ColombiaOne.comColombia newsColombia's Sierra Nevada Suffers Climate Change, Gun Violence

Colombia’s Sierra Nevada Suffers Climate Change, Gun Violence


Arhuacos, an indigenous tribe living in Sierra Nevada, Colombia. Credit: Luis Ospino / Colombia One

The mountainous, snow-capped Sierra Nevada de Santa Marta in Colombia, home to at least four indigenous tribes, is suffering as a result of climate change and gun violence.

The record heat being experienced in Colombia and other parts of the world has been melting the snow of Sierra Nevada, the highest coastal mountain system in the world, which is home to the Arhuaco, Wiwa, Kogui and Kankuamo peoples – whose ancestral knowledge was recognized by UNESCO as an invaluable heritage asset to humanity.

The spiritual leaders of the groups, known as ‘mamos’, met to discuss the negative changes taking hold of Sierra Nevada, with one nearby indigenous person, listening to their discussion, telling Agence France-Presse (AFP) “as a consequence of man’s actions, this is slightly warming up, more every year.”

The elders also said that since last year there have been a number of paramilitaries moving around in the region, after nearly two decades of peace.

In the town of Nabusimake, at roughly 1,900 meters above sea level, the increasing temperature brought on by climate change affects the growth of subsistence crops that require the cold climate of the mountains.

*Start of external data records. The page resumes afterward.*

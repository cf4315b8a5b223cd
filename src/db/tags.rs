/// Tag persistence and task links
///
/// The only place that canonicalizes text: titles are folded to lower case on
/// the way in and compared lower-cased on lookup.
use crate::{
    db::models::Tag,
    error::{ApiError, ApiResult},
    ksuid,
};
use sqlx::PgConnection;

const TAG_COLUMNS: &str = "id, title, user_id, updated_at";

/// Canonical form of a tag title
pub fn canonical_title(title: &str) -> String {
    title.trim().to_lowercase()
}

/// Canonicalize and de-duplicate titles, keeping first-seen order
pub fn canonical_titles<S: AsRef<str>>(titles: &[S]) -> Vec<String> {
    let mut seen = Vec::with_capacity(titles.len());
    for title in titles {
        let title = canonical_title(title.as_ref());
        if !title.is_empty() && !seen.contains(&title) {
            seen.push(title);
        }
    }
    seen
}

/// Insert a tag unless a live tag with the same folded title exists.
///
/// Returns the live tag either way.
pub async fn create_tag(conn: &mut PgConnection, title: &str, user_id: &str) -> ApiResult<Tag> {
    let title = canonical_title(title);

    let inserted = sqlx::query_as::<_, Tag>(&format!(
        "INSERT INTO tags (id, title, user_id) VALUES ($1, $2, $3)
         ON CONFLICT (user_id, lower(title)) WHERE deleted_at IS NULL DO NOTHING
         RETURNING {TAG_COLUMNS}"
    ))
    .bind(ksuid::new_id())
    .bind(&title)
    .bind(user_id)
    .fetch_optional(&mut *conn)
    .await
    .map_err(crate::db::map_foreign_key_error)?;

    match inserted {
        Some(tag) => Ok(tag),
        None => get_tag_by_title(conn, &title, user_id).await,
    }
}

async fn get_tag_by_title(conn: &mut PgConnection, title: &str, user_id: &str) -> ApiResult<Tag> {
    sqlx::query_as::<_, Tag>(&format!(
        "SELECT {TAG_COLUMNS} FROM tags
         WHERE user_id = $1 AND lower(title) = $2 AND deleted_at IS NULL"
    ))
    .bind(user_id)
    .bind(canonical_title(title))
    .fetch_optional(conn)
    .await?
    .ok_or(ApiError::TagNotFound)
}

pub async fn get_tag_id_by_title(
    conn: &mut PgConnection,
    title: &str,
    user_id: &str,
) -> ApiResult<String> {
    get_tag_by_title(conn, title, user_id).await.map(|tag| tag.id)
}

/// Link tags to a task in the given order; already-linked tags are skipped
pub async fn link_tags_to_task<S: AsRef<str>>(
    conn: &mut PgConnection,
    task_id: &str,
    user_id: &str,
    titles: &[S],
) -> ApiResult<()> {
    for title in canonical_titles(titles) {
        let tag_id = get_tag_id_by_title(&mut *conn, &title, user_id).await?;

        sqlx::query(
            "INSERT INTO tasks_tags (task_id, tag_id) VALUES ($1, $2)
             ON CONFLICT (task_id, tag_id) DO NOTHING",
        )
        .bind(task_id)
        .bind(&tag_id)
        .execute(&mut *conn)
        .await
        .map_err(crate::db::map_foreign_key_error)?;
    }

    Ok(())
}

pub async fn unlink_tags_from_task<S: AsRef<str>>(
    conn: &mut PgConnection,
    task_id: &str,
    user_id: &str,
    titles: &[S],
) -> ApiResult<u64> {
    let titles = canonical_titles(titles);
    if titles.is_empty() {
        return Ok(0);
    }

    let result = sqlx::query(
        "DELETE FROM tasks_tags
         WHERE task_id = $1 AND tag_id IN (
             SELECT id FROM tags WHERE user_id = $2 AND lower(title) = ANY($3)
         )",
    )
    .bind(task_id)
    .bind(user_id)
    .bind(&titles)
    .execute(conn)
    .await?;

    Ok(result.rows_affected())
}

/// Live tags of a user, ordered by id
pub async fn get_tags_by_user_id(conn: &mut PgConnection, user_id: &str) -> ApiResult<Vec<Tag>> {
    let tags = sqlx::query_as::<_, Tag>(&format!(
        "SELECT {TAG_COLUMNS} FROM tags
         WHERE user_id = $1 AND deleted_at IS NULL
         ORDER BY id"
    ))
    .bind(user_id)
    .fetch_all(conn)
    .await?;

    if tags.is_empty() {
        return Err(ApiError::NoTagsFound);
    }

    Ok(tags)
}

/// Titles linked to a task, in link order
pub async fn get_tags_by_task_id(
    conn: &mut PgConnection,
    task_id: &str,
    user_id: &str,
) -> ApiResult<Vec<String>> {
    let titles = sqlx::query_scalar::<_, String>(
        "SELECT tg.title FROM tasks_tags tt
         JOIN tags tg ON tg.id = tt.tag_id
         WHERE tt.task_id = $1 AND tg.user_id = $2 AND tg.deleted_at IS NULL
         ORDER BY tt.seq",
    )
    .bind(task_id)
    .bind(user_id)
    .fetch_all(conn)
    .await?;

    Ok(titles)
}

“We are here to live in peace, in harmony with the earth. Living otherwise leads to global warming,” the Mamos said, according to France24’s translator, adding “Man is going to end himself by his own invention, believing himself to be very intelligent.”

Of the 14 tropical glaciers that stood in Colombia at the turn of the century, only six remain, spread across four volcanoes and two snowy mountain ranges, including Santa Marta. In roughly 170 years, from the mid-19th century to 2022, the glacier area of Sierra Nevada shrank from 82 kilometers to 5.3 kilometers, according to the State Institute of Hydrology, Meteorology and Environmental Studies (IDEAM).

Colombia’s first indigenous UN ambassador, from Sierra Nevada

The warning about the effects of global warming was echoed by Leonor Zalabata, Colombia’s first indigenous ambassador to the UN, who said “global warming and the climate crisis are widespread. All the perpetual glaciers that existed in the Sierra Nevada are disappearing.”

Leonor Zalabata with Gustavo Petro. Credit: Canal CNC Valledupar. CC BY 3.0/Wikimedia Commons/Canal CNC Valledupar

In January this year, the environmental authority noted a record temperature of 40 degrees celsius in the city of Santa Marta, on the seashore and next to the Sierra.

Presence of guerrillas and paramilitaries

Because of its uneven geography and proximity to the coast, the Sierra Nevada has been used as a strategic refuge spot for both guerrillas and paramilitaries, as well as drug traffickers, since around 1970. Despite the disarmament of the Revolutionary Armed Forces of Colombia and the paramilitary United Self-Defense Forces of Colombia, threats of violence still exist – even in Sierra Nevada.

It is now the refuge of paramilitary groups who have reached a stalemate in their peace talks with the government of leftist president Gustavo Petro.

“This crisis of violence is coming again. That is why we ask that the government resumes its dialogue,” said Arukin Torres, indigenous leader and son of Zalabata – as reported by France24.

“The FARC and ELN guerrillas passed by. The paramilitaries also passed and we suffered all the fury of the war. Many innocent comrades have died. Mamos, leaders,” said Torres, who recalls that the region “has been used as an area of military strategy.”